Records from a dataset:
//! Scripted pilot that plays the game from snapshots.
//!
//! Deterministic: the same snapshot always yields the same input. It stays
//! under the closest target, fires continuously, sidesteps shots that are
//! about to land, and uses every skill as soon as it is ready while there is
//! something to use it on.

use invaders_core::commands::InputState;
use invaders_core::enums::{GamePhase, ProjectileKind};
use invaders_core::state::GameStateSnapshot;
use invaders_core::types::Position;

/// Horizontal slack before the pilot bothers to move.
const TRACK_DEADZONE: f64 = 8.0;
/// Incoming shots inside this box above the player trigger a dodge.
const DODGE_WINDOW_X: f64 = 36.0;
const DODGE_WINDOW_Y: f64 = 160.0;

#[derive(Debug, Clone, Default)]
pub struct Autopilot {
    /// Last sidestep direction, kept while the same threat persists.
    dodge_dir: f64,
}

impl Autopilot {
    pub fn new() -> Self {
        Self::default()
    }

    /// Input for the next tick.
    pub fn steer(&mut self, snap: &GameStateSnapshot) -> InputState {
        let mut input = InputState::default();
        if snap.phase != GamePhase::Active {
            return input;
        }
        let Some(player) = snap.player.as_ref().filter(|p| p.active) else {
            return input;
        };
        let me = player.position;

        let target = nearest_target(snap, &me);
        input.shoot = true;
        input.pointer = target.unwrap_or(Position::new(me.x, 0.0));

        let dx = match incoming_shot(snap, &me) {
            Some(shot_x) => {
                if self.dodge_dir == 0.0 {
                    self.dodge_dir = if shot_x <= me.x { 1.0 } else { -1.0 };
                }
                self.dodge_dir
            }
            None => {
                self.dodge_dir = 0.0;
                target.map_or(0.0, |t| t.x - me.x)
            }
        };
        input.left = dx < -TRACK_DEADZONE || (self.dodge_dir < 0.0);
        input.right = !input.left && (dx > TRACK_DEADZONE || self.dodge_dir > 0.0);

        if target.is_some() {
            for skill in &snap.skills {
                if let Some(key) = input.skills.get_mut(skill.slot) {
                    *key = skill.ready;
                }
            }
        }
        input
    }
}

/// Closest active enemy or the boss, by straight-line distance.
fn nearest_target(snap: &GameStateSnapshot, from: &Position) -> Option<Position> {
    snap.enemies
        .iter()
        .map(|e| e.position)
        .chain(snap.boss.as_ref().map(|b| b.position))
        .min_by(|a, b| from.distance_to(a).total_cmp(&from.distance_to(b)))
}

/// X of the closest hostile shot falling toward the player, if any.
fn incoming_shot(snap: &GameStateSnapshot, me: &Position) -> Option<f64> {
    snap.projectiles
        .iter()
        .filter(|p| matches!(p.kind, ProjectileKind::EnemyShot | ProjectileKind::BossShot))
        .filter(|p| p.velocity.y > 0.0)
        .filter(|p| {
            let above = me.y - p.position.y;
            (0.0..DODGE_WINDOW_Y).contains(&above) && (p.position.x - me.x).abs() < DODGE_WINDOW_X
        })
        .min_by(|a, b| (me.y - a.position.y).total_cmp(&(me.y - b.position.y)))
        .map(|p| p.position.x)
}
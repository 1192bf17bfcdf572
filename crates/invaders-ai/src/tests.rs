#[cfg(test)]
mod tests {
    use std::f64::consts::{FRAC_PI_2, PI};

    use rand::SeedableRng;
    use rand_chacha::ChaCha8Rng;

    use invaders_core::constants::{BOSS_SIZE, WORLD_HEIGHT, WORLD_WIDTH};
    use invaders_core::enums::{BossAttackKind, BossMovementKind};
    use invaders_core::gamedata::{BossAttackData, BossData, BossMovementData, EnemyData, GameData};
    use invaders_core::types::{Position, Velocity};

    use crate::boss::*;
    use crate::enemy::*;
    use crate::profiles::*;

    fn rng() -> ChaCha8Rng {
        ChaCha8Rng::seed_from_u64(7)
    }

    fn boss_area() -> BossArea {
        BossArea::for_size(BOSS_SIZE.0, BOSS_SIZE.1)
    }

    fn boss_ctx(x: f64, y: f64, player: Option<Position>) -> BossContext {
        BossContext {
            position: Position::new(x, y),
            player,
            area: boss_area(),
        }
    }

    fn enemy_ctx(y: f64, vy: f64, player: Option<Position>) -> EnemyContext {
        EnemyContext {
            position: Position::new(700.0, y),
            velocity: Velocity::new(0.0, vy),
            speed_y: 60.0,
            speed_x_range: None,
            min_y: 50.0,
            max_y: WORLD_HEIGHT / 2.0 + 50.0,
            player,
        }
    }

    fn movement(kind: BossMovementKind) -> BossMovementData {
        BossMovementData {
            kind,
            base_speed: Some(70.0),
            speed: None,
            burst_duration: None,
            pause_duration: None,
            patrol_distance: None,
            patrol_area: None,
            burst: None,
        }
    }

    fn boss_data(movement: Option<BossMovementData>) -> BossData {
        BossData {
            id: "test".into(),
            name: "Test".into(),
            sprite_key: None,
            hp: None,
            score_value: None,
            movement,
            attacks: vec![],
        }
    }

    // --- Profiles ---

    #[test]
    fn test_boss_profile_defaults() {
        let profile = boss_profile(&boss_data(None));
        assert_eq!(profile.hp, 500.0);
        assert_eq!(profile.score_value, 1000);
        assert_eq!(profile.movement.pattern, MovementPattern::Still);
        assert!(profile.attacks.is_empty());
    }

    #[test]
    fn test_random_burst_profile() {
        let profile = boss_profile(&boss_data(Some(movement(BossMovementKind::RandomBurst))));
        match profile.movement.pattern {
            MovementPattern::RandomBurst { burst, pause_ms } => {
                assert_eq!(burst.speed, 140.0);
                assert_eq!((burst.duration_min_ms, burst.duration_max_ms), (300, 600));
                assert_eq!(burst.target_player_chance, 0.1);
                assert_eq!(pause_ms, 1000.0);
            }
            other => panic!("unexpected pattern {other:?}"),
        }

        let aggressive = boss_profile(&boss_data(Some(movement(
            BossMovementKind::RandomBurstAggressive,
        ))));
        match aggressive.movement.pattern {
            MovementPattern::RandomBurst { burst, .. } => {
                assert_eq!(burst.target_player_chance, 0.8)
            }
            other => panic!("unexpected pattern {other:?}"),
        }
    }

    #[test]
    fn test_dynamic_patrol_without_area_sweeps() {
        let profile =
            boss_profile(&boss_data(Some(movement(BossMovementKind::DynamicPatrolBurst))));
        assert_eq!(
            profile.movement.pattern,
            MovementPattern::HorizontalPatrol { distance: 200.0 }
        );
    }

    #[test]
    fn test_spontaneous_burst_defaults() {
        let mut m = movement(BossMovementKind::PatrolHorizontal);
        m.burst = Some(Default::default());
        let profile = boss_profile(&boss_data(Some(m)));
        let burst = profile.movement.spontaneous_burst.unwrap();
        assert_eq!(burst.cooldown_ms, 2500.0);
        assert_eq!(burst.chance_per_second, 0.1);
        assert_eq!(burst.speed, 350.0);
        assert_eq!((burst.duration_min_ms, burst.duration_max_ms), (200, 500));
        assert_eq!(burst.target_player_chance, 0.6);
    }

    #[test]
    fn test_attack_defaults() {
        let attack = |kind| BossAttackData {
            id: "a".into(),
            name: None,
            kind,
            cooldown: 1000.0,
            weight: None,
            projectile_count: None,
            spread_angle: None,
            projectile_speed: None,
            damage: None,
            projectile_sprite_key: None,
            barrage_count: None,
            barrage_delay: None,
        };
        let spray = attack_profile(&attack(BossAttackKind::ProjectileSpray));
        assert_eq!(spray.weight, 1.0);
        assert_eq!(
            spray.pattern,
            AttackPattern::Spray {
                count: 5,
                spread_deg: 60.0,
                speed: 250.0,
                damage: 10.0
            }
        );
        let large = attack_profile(&attack(BossAttackKind::SpecialProjectileLarge));
        assert_eq!(large.pattern, AttackPattern::Large { speed: 150.0, damage: 30.0 });
        let barrage = attack_profile(&attack(BossAttackKind::ProjectileBarrage));
        assert_eq!(
            barrage.pattern,
            AttackPattern::Barrage {
                volleys: 3,
                delay_ms: 300.0,
                per_volley: 3,
                speed: 300.0,
                damage: 8.0
            }
        );
        assert_eq!(barrage.kind(), BossAttackKind::ProjectileBarrage);
    }

    #[test]
    fn test_enemy_profile_defaults() {
        let mut rng = rng();
        for _ in 0..50 {
            let p = enemy_profile(&EnemyData::default(), &mut rng);
            assert_eq!(p.hp, 20.0);
            assert_eq!(p.score_value, 10);
            assert!((40.0..=80.0).contains(&p.speed_y));
            assert!((50.0..=100.0).contains(&p.speed_x.abs()));
            assert!((1500.0..=3000.0).contains(&p.shoot_cooldown_ms));
            assert_eq!(p.bullet_damage, 5.0);
            assert_eq!(p.min_y, 50.0);
            assert_eq!(p.max_y, WORLD_HEIGHT / 2.0 + 50.0);
        }
    }

    #[test]
    fn test_builtin_bosses_resolve() {
        let data = GameData::builtin().unwrap();
        let nico = boss_profile(data.boss("nico").unwrap());
        assert_eq!(nico.attacks.len(), 3);
        assert!(matches!(
            nico.movement.pattern,
            MovementPattern::RandomBurst { .. }
        ));
    }

    // --- Boss brain ---

    #[test]
    fn test_wrap_angle() {
        assert!((wrap_angle(3.0 * PI / 2.0) + FRAC_PI_2).abs() < 1e-9);
        assert!((wrap_angle(-3.0 * PI / 2.0) - FRAC_PI_2).abs() < 1e-9);
        assert!((wrap_angle(0.5) - 0.5).abs() < 1e-9);
    }

    #[test]
    fn test_burst_aims_at_player() {
        let burst = BurstProfile {
            cooldown_ms: 0.0,
            chance_per_second: 0.0,
            speed: 100.0,
            duration_min_ms: 200,
            duration_max_ms: 200,
            target_player_chance: 1.0,
        };
        // Player straight to the right: no wall reached in 20 px.
        let ctx = boss_ctx(700.0, 150.0, Some(Position::new(900.0, 150.0)));
        let plan = plan_burst(&ctx, &burst, &mut rng());
        assert!(plan.angle.abs() < 1e-9);
        assert!(!plan.bounced);
        assert_eq!(plan.duration_ms, 200.0);
        assert!((plan.velocity.x - 100.0).abs() < 1e-9);
    }

    #[test]
    fn test_burst_bounces_off_side_wall() {
        let burst = BurstProfile {
            cooldown_ms: 0.0,
            chance_per_second: 0.0,
            speed: 400.0,
            duration_min_ms: 500,
            duration_max_ms: 500,
            target_player_chance: 1.0,
        };
        let area = boss_area();
        let ctx = boss_ctx(area.max_x - 10.0, 150.0, Some(Position::new(WORLD_WIDTH, 150.0)));
        let plan = plan_burst(&ctx, &burst, &mut rng());
        assert!(plan.bounced);
        assert!(plan.velocity.x < 0.0, "burst should head left, got {:?}", plan.velocity);
    }

    #[test]
    fn test_burst_bounces_off_band() {
        let burst = BurstProfile {
            cooldown_ms: 0.0,
            chance_per_second: 0.0,
            speed: 400.0,
            duration_min_ms: 500,
            duration_max_ms: 500,
            target_player_chance: 1.0,
        };
        // Player far below: the burst would leave the band and must flip up.
        let ctx = boss_ctx(700.0, 200.0, Some(Position::new(700.0, 750.0)));
        let plan = plan_burst(&ctx, &burst, &mut rng());
        assert!(plan.bounced);
        assert!(plan.velocity.y < 0.0);
    }

    #[test]
    fn test_random_heading_without_player() {
        let burst = BurstProfile {
            cooldown_ms: 0.0,
            chance_per_second: 0.0,
            speed: 10.0,
            duration_min_ms: 100,
            duration_max_ms: 100,
            target_player_chance: 1.0,
        };
        let ctx = boss_ctx(700.0, 150.0, None);
        let mut rng = rng();
        let a = plan_burst(&ctx, &burst, &mut rng);
        let b = plan_burst(&ctx, &burst, &mut rng);
        assert_ne!(a.angle, b.angle);
        assert!((a.velocity.speed() - 10.0).abs() < 1e-9);
    }

    #[test]
    fn test_patrol_target_inside_area() {
        let ctx = boss_ctx(700.0, 150.0, None);
        let area = ctx.area;
        let mut rng = rng();
        for _ in 0..200 {
            let t = pick_patrol_target(&ctx, Some(2000.0), None, &mut rng);
            assert!(t.x >= area.min_x + 10.0 && t.x <= area.max_x - 10.0);
            assert!(t.y >= area.min_y && t.y <= area.max_y);
        }
    }

    #[test]
    fn test_horizontal_patrol_reverses() {
        let ctx = boss_ctx(810.0, 150.0, None);
        let (target, dir) = horizontal_patrol_target(&ctx, 700.0, 1.0, 200.0);
        assert_eq!(dir, -1.0);
        assert_eq!(target, Position::new(710.0, 150.0));

        let ctx = boss_ctx(750.0, 150.0, None);
        let (target, dir) = horizontal_patrol_target(&ctx, 700.0, 1.0, 200.0);
        assert_eq!(dir, 1.0);
        assert_eq!(target.x, 850.0);

        let area = boss_area();
        let ctx = boss_ctx(area.min_x, 150.0, None);
        let (_, dir) = horizontal_patrol_target(&ctx, area.min_x, -1.0, 10_000.0);
        assert_eq!(dir, 1.0);
    }

    #[test]
    fn test_constrain_reflects_at_half() {
        let area = boss_area();
        let mut pos = Position::new(area.min_x - 5.0, area.max_y + 5.0);
        let mut vel = Velocity::new(-100.0, 40.0);
        assert!(constrain(&mut pos, &mut vel, &area));
        assert_eq!(pos, Position::new(area.min_x, area.max_y));
        assert_eq!(vel, Velocity::new(50.0, -20.0));

        let mut pos = Position::new(700.0, 150.0);
        let mut vel = Velocity::new(10.0, 10.0);
        assert!(!constrain(&mut pos, &mut vel, &area));
    }

    #[test]
    fn test_select_attack_respects_weights() {
        let mut rng = rng();
        let ready = [(0, 9.0), (2, 1.0)];
        let mut counts = [0usize; 3];
        for _ in 0..2000 {
            counts[select_attack(&ready, &mut rng).unwrap()] += 1;
        }
        assert_eq!(counts[1], 0);
        assert!(counts[0] > counts[2] * 4, "counts {counts:?}");
        assert!(select_attack(&[], &mut rng).is_none());
    }

    #[test]
    fn test_spray_angles_even_fan() {
        let angles = spray_angles(0.0, 5, 60.0);
        assert_eq!(angles.len(), 5);
        assert!((angles[0] + 30f64.to_radians()).abs() < 1e-9);
        assert!(angles[2].abs() < 1e-9);
        assert!((angles[4] - 30f64.to_radians()).abs() < 1e-9);

        let single = spray_angles(1.0, 1, 60.0);
        assert!((single[0] - (1.0 - 30f64.to_radians())).abs() < 1e-9);
    }

    #[test]
    fn test_burst_chance_scales_with_dt() {
        assert!((burst_chance(0.1, 1000.0) - 0.1).abs() < 1e-12);
        assert!((burst_chance(0.6, 1000.0 / 60.0) - 0.01).abs() < 1e-12);
    }

    #[test]
    fn test_arrival_threshold() {
        let a = Position::new(0.0, 0.0);
        assert!(has_arrived(&a, &Position::new(1.9, 0.0), 60.0, 1000.0 / 60.0));
        assert!(!has_arrived(&a, &Position::new(2.1, 0.0), 60.0, 1000.0 / 60.0));
    }

    // --- Enemy brain ---

    #[test]
    fn test_enemy_homes_or_wanders() {
        let mut rng = rng();
        let player = Position::new(400.0, 700.0);
        let ctx = enemy_ctx(100.0, 60.0, Some(player));
        let mut saw_homing = false;
        for _ in 0..200 {
            let speed = choose_horizontal_speed(&ctx, &mut rng);
            // Homing always heads left (player is to the left) at 40-80;
            // wandering is 50-100 either way.
            if speed < 0.0 && speed.abs() < 50.0 {
                saw_homing = true;
            }
            assert!(speed.abs() >= 40.0 && speed.abs() <= 100.0);
        }
        assert!(saw_homing);
    }

    #[test]
    fn test_enemy_dead_zone() {
        let mut rng = rng();
        // Player directly below: homing yields 0, wandering 50-100.
        let ctx = enemy_ctx(100.0, 60.0, Some(Position::new(705.0, 700.0)));
        let zeros = (0..200)
            .filter(|_| choose_horizontal_speed(&ctx, &mut rng) == 0.0)
            .count();
        assert!(zeros > 0);
    }

    #[test]
    fn test_enemy_never_homes_when_below_player() {
        let mut rng = rng();
        let ctx = enemy_ctx(500.0, 60.0, Some(Position::new(100.0, 520.0)));
        for _ in 0..100 {
            let speed = choose_horizontal_speed(&ctx, &mut rng);
            assert!(speed.abs() >= 50.0);
        }
    }

    #[test]
    fn test_vertical_bounce() {
        let mut rng = rng();
        let low = enemy_ctx(WORLD_HEIGHT / 2.0 + 60.0, 60.0, None);
        let bounce = vertical_bounce(&low, &mut rng).unwrap();
        assert!(bounce.velocity_y <= -24.0 && bounce.velocity_y >= -42.0);
        assert!(bounce.steer);
        let delay = bounce.steer_delay_ms.unwrap();
        assert!((300.0..=1000.0).contains(&delay));

        let high = enemy_ctx(40.0, -30.0, None);
        let bounce = vertical_bounce(&high, &mut rng).unwrap();
        assert_eq!(bounce.velocity_y, 60.0);
        assert!(!bounce.steer);

        let mid = enemy_ctx(200.0, 60.0, None);
        assert!(vertical_bounce(&mid, &mut rng).is_none());
    }

    #[test]
    fn test_wall_bounce() {
        assert_eq!(wall_bounce(10.0, -70.0, -70.0, 16.0, 1384.0), Some(70.0));
        assert_eq!(wall_bounce(1390.0, 70.0, 70.0, 16.0, 1384.0), Some(-70.0));
        assert_eq!(wall_bounce(10.0, -5.0, 0.0, 16.0, 1384.0), Some(50.0));
        assert_eq!(wall_bounce(500.0, 70.0, 70.0, 16.0, 1384.0), None);
    }

    #[test]
    fn test_shot_speed_range() {
        let mut rng = rng();
        for _ in 0..100 {
            let s = shot_speed(&mut rng);
            assert!((270.0..=330.0).contains(&s));
        }
        let v = aim_velocity(&Position::new(0.0, 0.0), &Position::new(3.0, 4.0), 300.0);
        assert!((v.x - 180.0).abs() < 1e-9 && (v.y - 240.0).abs() < 1e-9);
    }
}
//! Player commands sent from the front end to the simulation.
//!
//! Commands are queued and processed at the next tick boundary. A command
//! that does not apply in the current phase is ignored.

use serde::{Deserialize, Serialize};

use crate::constants::SKILL_SLOTS;
use crate::types::Position;

/// All possible player actions.
#[derive(Debug, Clone, PartialEq, Serialize, Deserialize)]
#[serde(tag = "type")]
pub enum PlayerCommand {
    // --- Menus ---
    /// Open the character selection screen from the main menu.
    OpenCharacterSelect,
    /// Move the selection highlight. Negative goes left, positive right.
    CycleCharacter { direction: i32 },
    /// Start a game. Without an id the highlighted (or default) character
    /// is used.
    StartGame { character_id: Option<String> },
    /// Return to the main menu from the results screen.
    ReturnToMenu,

    // --- In game ---
    /// Replace the held-key state.
    SetInput(InputState),
    Pause,
    Resume,
}

/// Which controls are currently held down.
#[derive(Debug, Clone, Copy, Default, PartialEq, Serialize, Deserialize)]
pub struct InputState {
    pub left: bool,
    pub right: bool,
    pub up: bool,
    pub down: bool,
    pub shoot: bool,
    /// Skill keys A, Z and E.
    pub skills: [bool; SKILL_SLOTS],
    /// Pointer position, used as the dash target.
    pub pointer: Position,
}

## WHAT YOU NEED TO DO
Go through the lines above. Select every one that has the string "serde".

## RESULT
use serde::{Deserialize, Serialize};
#[serde(tag = "type")]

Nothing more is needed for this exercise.